DScribe

DScribeは、原子構造から特徴記述子を生成するオープンソースのPythonライブラリである。材料情報学や機械学習で頻用されるCoulomb行列、SOAP(Smooth Overlap of Atomic Positions)、ACSF(Atom-centered Symmetry Functions)、MBTR(Many-body Tensor Representation)などの表現を効率よく実装している。
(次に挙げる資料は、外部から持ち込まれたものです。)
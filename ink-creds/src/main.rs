//! ink-creds - Manage the author's GitHub App private key
//!
//! A key is only stored after it has been exchanged for a token once.

use std::fmt;
use std::path::PathBuf;

use anyhow::{Context, Result};
use clap::{Parser, Subcommand, ValueEnum};
use libinkpost::credentials::CREDENTIAL_STORAGE_KEY;
use libinkpost::logging;
use libinkpost::notifications::RendererHandle;
use libinkpost::{AuthSnapshot, InkpostError, Outcome, Session};
use serde::Serialize;

#[derive(Parser)]
#[command(name = "ink-creds")]
#[command(version, about = "Manage the private key inkpost publishes with", long_about = None)]
#[command(after_help = r#"EXAMPLES:
    # Import a GitHub App private key (verified before it is stored)
    ink-creds import ~/Downloads/my-blog.2024-05-01.private-key.pem

    # Show whether the stored key still authenticates
    ink-creds status
    ink-creds status --format json | jq .authenticated

    # Print a fresh installation token for scripts
    GH_TOKEN=$(ink-creds token) gh api repos/{owner}/{repo}

EXIT CODES:
    0 - Success
    1 - Error (network, storage, configuration)
    2 - Key rejected or no key stored
"#)]
struct Cli {
    #[command(subcommand)]
    command: Commands,

    /// Enable verbose logging
    #[arg(short, long, global = true)]
    verbose: bool,
}

#[derive(Subcommand)]
enum Commands {
    /// Verify a PEM private key and store it
    Import {
        /// Path to the PEM file
        path: PathBuf,
    },

    /// Show the stored key and whether it authenticates
    Status {
        #[arg(short, long, value_enum, default_value_t = Format::Text)]
        format: Format,
    },

    /// Print a freshly issued token to stdout
    Token,

    /// Remove the stored key and its derived state
    Clear {
        /// Skip confirmation prompt
        #[arg(short, long)]
        force: bool,
    },

    /// Follow the auth state, including changes made by other processes
    Watch,
}

#[derive(Clone, Copy, ValueEnum)]
enum Format {
    Text,
    Json,
}

/// An error the notification renderer has already shown
#[derive(Debug)]
struct Reported(InkpostError);

impl fmt::Display for Reported {
    fn fmt(&self, f: &mut fmt::Formatter<'_>) -> fmt::Result {
        self.0.fmt(f)
    }
}

impl std::error::Error for Reported {}

#[tokio::main]
async fn main() {
    let cli = Cli::parse();
    logging::init_default(cli.verbose);

    if let Err(e) = run_command(cli.command).await {
        let code = if let Some(Reported(inner)) = e.downcast_ref::<Reported>() {
            inner.exit_code()
        } else if let Some(inner) = e.downcast_ref::<InkpostError>() {
            eprintln!("Error: {}", inner);
            inner.exit_code()
        } else {
            eprintln!("Error: {:#}", e);
            1
        };
        std::process::exit(code);
    }
}

async fn run_command(command: Commands) -> Result<()> {
    let session = Session::new()?;

    match command {
        Commands::Import { path } => import_key(&session, path).await,
        Commands::Status { format } => show_status(&session, format).await,
        Commands::Token => print_token(&session).await,
        Commands::Clear { force } => clear_key(&session, force),
        Commands::Watch => watch(&session).await,
    }
}

async fn import_key(session: &Session, path: PathBuf) -> Result<()> {
    let renderer = RendererHandle::spawn(session.notifier());
    let outcome = session.orchestrator().import_key(&path).await;
    renderer.shutdown().await;

    match outcome {
        Outcome::Success { .. } => Ok(()),
        Outcome::Failure { error } => Err(Reported(error.into()).into()),
    }
}

#[derive(Serialize)]
struct Status {
    backend: String,
    key_path: Option<PathBuf>,
    key_stored: bool,
    authenticated: bool,
    last_token: Option<String>,
}

async fn show_status(session: &Session, format: Format) -> Result<()> {
    let auth = session.auth();
    auth.refresh().await;
    let AuthSnapshot {
        is_authenticated,
        credential,
    } = auth.snapshot();

    let cache = auth.cache();
    let last_token = cache
        .load_token()
        .unwrap_or_else(|e| {
            tracing::warn!("Failed to read last token: {}", e);
            None
        })
        .map(|token| token.fingerprint());

    let status = Status {
        backend: cache.backend_name().to_string(),
        key_path: cache.slot_path(CREDENTIAL_STORAGE_KEY),
        key_stored: credential.is_some(),
        authenticated: is_authenticated,
        last_token,
    };

    match format {
        Format::Json => {
            println!("{}", serde_json::to_string_pretty(&status)?);
        }
        Format::Text => {
            let location = status
                .key_path
                .as_ref()
                .map(|p| format!(" ({})", p.display()))
                .unwrap_or_default();
            println!("Storage:       {}{}", status.backend, location);
            println!(
                "Key:           {}",
                if status.key_stored { "stored" } else { "none" }
            );
            println!(
                "Authenticated: {}",
                if status.authenticated { "yes" } else { "no" }
            );
            println!(
                "Last token:    {}",
                status.last_token.as_deref().unwrap_or("none")
            );
            if !status.key_stored {
                println!("\nRun 'ink-creds import <pem-file>' to add a key.");
            } else if !status.authenticated {
                println!("\nThe stored key no longer authenticates. Import a new one.");
            }
        }
    }

    Ok(())
}

async fn print_token(session: &Session) -> Result<()> {
    let token = session.auth().get_token(None).await?;
    tracing::debug!("Issued token {}", token.fingerprint());
    println!("{}", token.expose());
    Ok(())
}

fn clear_key(session: &Session, force: bool) -> Result<()> {
    let cache = session.auth().cache();
    // A key that no longer decrypts still has to be removable
    let stored = match cache.slot_path(CREDENTIAL_STORAGE_KEY) {
        Some(path) => path.exists(),
        None => !matches!(cache.load(), Ok(None)),
    };
    if !stored {
        println!("No stored key");
        return Ok(());
    }

    if !force && atty::is(atty::Stream::Stdin) {
        use std::io::{self, Write};
        print!("Remove the stored private key? [y/N]: ");
        io::stdout().flush()?;

        let mut input = String::new();
        io::stdin().read_line(&mut input)?;

        if !input.trim().eq_ignore_ascii_case("y") {
            println!("Cancelled");
            return Ok(());
        }
    }

    session.auth().clear_auth()?;
    println!("✓ Removed stored key");
    Ok(())
}

fn describe(snapshot: &AuthSnapshot) -> &'static str {
    match (snapshot.is_authenticated, snapshot.credential.is_some()) {
        (true, _) => "authenticated",
        (false, true) => "key stored, not authenticated",
        (false, false) => "no key",
    }
}

async fn watch(session: &Session) -> Result<()> {
    let auth = session.auth();
    let _watcher = auth
        .watch_storage()
        .context("Failed to watch credential storage")?;
    let sync = auth.spawn_sync();
    let mut snapshots = auth.subscribe();

    auth.refresh().await;
    println!("{}", describe(&snapshots.borrow_and_update()));

    loop {
        tokio::select! {
            changed = snapshots.changed() => {
                if changed.is_err() {
                    break;
                }
                println!("{}", describe(&snapshots.borrow_and_update()));
            }
            _ = tokio::signal::ctrl_c() => break,
        }
    }

    sync.abort();
    Ok(())
}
原子配置を数値ベクトルへ変換することで、量子化学計算と機械学習モデルを橋渡しし、高速スクリーニングや代理モデル構築を可能にする。

基本情報

公式サイト https://singroup.github.io/dscribe/latest/<
公開度 ★★★
ライセンス

Apache License 2.0

開発者

開発組織: Aalto University 応用物理学科の Computational Electronic Structure Theory (CEST) および Surfaces and Interfaces at the Nanoscale (SIN) 研究グループ。

関連論文
  1. Marc Philipp Bahlke, Natnael Mogos, Jonny Proppe, Carmen Herrmann, “Exchange spin coupling from gaussian process regression,” The Journal of Physical Chemistry A, 2020. doi:10.1021/acs.jpca.0c05983
  2. Annika Stuke, Milica Todorović, Matthias Rupp, Christian Kunkel, Kunal Ghosh, Lauri Himanen, Patrick Rinke, “Chemical diversity in molecular orbital energy predictions with kernel ridge regression,” The Journal of Chemical Physics, 150(20):204121, 2019. doi:10.1063/1.5086105
その他

説明: DScribeは、機械学習ポテンシャルや物性予測モデルを構築するために計算材料科学分野で広く利用されている。モジュール化されたAPIにより、scikit-learn、PyTorch、TensorFlowといった主要なPythonフレームワークと容易に連携できる。構造―物性相関の解析から分子・結晶シミュレーションにおけるアクティブ・ラーニングまで、現代のマテリアルズ・インフォマティクスのパイプラインを支える重要な要素となっている。